![]() |
[Home]
[Databases]
[WorldLII]
[Search]
[Feedback]
High Court of Australia |
SLY v. UNITED DEVELOPMENT CORPORATION PTY. LTD. [1962] HCA 16; (1962) 106 CLR 633
Patents
High Court of Australia
Menzies J.(1)
CATCHWORDS
Patents - Complete Specification - Amendment - Disclaimer, correction or explanation - Invention not substantially larger or different from unamended specification - Ambiguity - Patents Act 1903-1950 (Cth), ss. 71, 76, 78.
HEARING
Melbourne, 1962, March 5, 6, 14. 14:3:1962DECISION
March 14.2. The Deputy Commissioner refused the application on the ground of the ambiguity of the claim in question, relying on that ambiguity as a reason per se for refusing leave and alternatively relying upon it as the reason for his not being able to decide one way or the other whether the amendment was forbidden by s. 78. (at p636)
3. Claim 3, as it appears in the specification, is as follows: "Apparatus for conveying finely-divided substantially dry material consisting of a porous medium having a surface along which the material is adapted to flow when aerated, which porous medium has a permeability such that the pressure required to pass 4 c.f.m./ sq. ft. of gas through the porous medium is greater than the pressure required to pass 4 c.f.m./sq. ft. of gas through a substantially 2 inch bed of said material measured while said material is unaerated and while supported on said porous medium." (at p636)
4. The amendment sought is to insert the words "not substantially exceeding 6 and" between the words "permeability" and "such". (at p636)

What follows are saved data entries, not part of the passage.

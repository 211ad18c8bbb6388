use rust_decimal::Decimal;
use uuid::Uuid;

use crate::{
    budgeting::domain::model::value_objects::budget_amount::BudgetAmount,
    shared::domain::model::enums::workflow_domain_error::WorkflowDomainError,
};

#[derive(Clone, Debug, Eq, PartialEq)]
pub struct BudgetLineDraft {
    category_id: Uuid,
    amount: BudgetAmount,
    sponsor_contribution: BudgetAmount,
    remarks: Option<String>,
}

impl BudgetLineDraft {
    pub fn new(
        category_id: Uuid,
        amount: Decimal,
        sponsor_contribution: Option<Decimal>,
        remarks: Option<String>,
    ) -> Result<Self, WorkflowDomainError> {
        Ok(Self {
            category_id,
            amount: BudgetAmount::new(amount, "amount")?,
            sponsor_contribution: sponsor_contribution
                .map(|value| BudgetAmount::new(value, "sponsor_contribution"))
                .transpose()?
                .unwrap_or(BudgetAmount::ZERO),
            remarks: remarks
                .map(|r| r.trim().to_string())
                .filter(|r| !r.is_empty()),
        })
    }

    pub fn category_id(&self) -> Uuid {
        self.category_id
    }

    pub fn amount(&self) -> BudgetAmount {
        self.amount
    }

    pub fn sponsor_contribution(&self) -> BudgetAmount {
        self.sponsor_contribution
    }

    pub fn remarks(&self) -> Option<&str> {
        self.remarks.as_deref()
    }
}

5. The course of reasoning followed by the Deputy Commissioner was to point out that the invention related to apparatus and methods for conveying finely-divided materials (e.g. cement or flour) by aerating them in a closed or open channel by passing air or some other gas into them through a porous medium forming the bottom of the channel, and that it is the essence of the invention that the porous medium should have "relatively high resistance to gas flow", to quote from the consistory clause of the specification. Attention was then directed to the circumstance that two meanings of this term were indicated in the specification - (1) that the permeability of the porous medium according to a standard provided does not substantially exceed 6 and (2) that the substance has a resistance to the passage of gas therethrough such that with a gas flow of substantially 4 cubic feet per minute per square foot through it, uncovered, a pressure differential of at least 1 1/4 inches of water is produced - and that in claim 1 the first of these descriptions was adopted and in claim 2 the second. The Deputy Commissioner then referred to earlier proceedings in which he had satisfied himself that the two definitions (so called) of what was meant by "relatively high resistance to gas flow" corresponded with one another and that therefore claims 1 and 2 referred to porous substances with substantially the same upper limit of permeability but in which he had decided that, because there was nothing in claim 3 to limit it similarly, "the specification was ambiguous in defining what was meant by the porous media of the invention in terms of 'relatively high resistance to gas flow'"; so that without determining the opposition proceedings before him he had given the applicant an opportunity to amend. The Deputy Commissioner then considered the amendment sought pursuant to that leave and refused leave to amend because in his view the ambiguity of the phrase "relatively high resistance to gas flow" would, notwithstanding the amendment, remain. (at p637)
6. Before me, as before the Deputy Commissioner, it was urged in opposition that even if the amendment fell within s. 71 and was not prohibited by s. 78 and was not otherwise open to objection on its merit, the application should nevertheless be refused because in an earlier decision between the parties a similar application had been refused and an appeal to this Court had been allowed to lapse. I agree with the Deputy Commissioner in thinking that the earlier decision - which related to a number of amendments - does not preclude the allowing of the amendment now sought and I need say no more about this aspect of the case. (at p637)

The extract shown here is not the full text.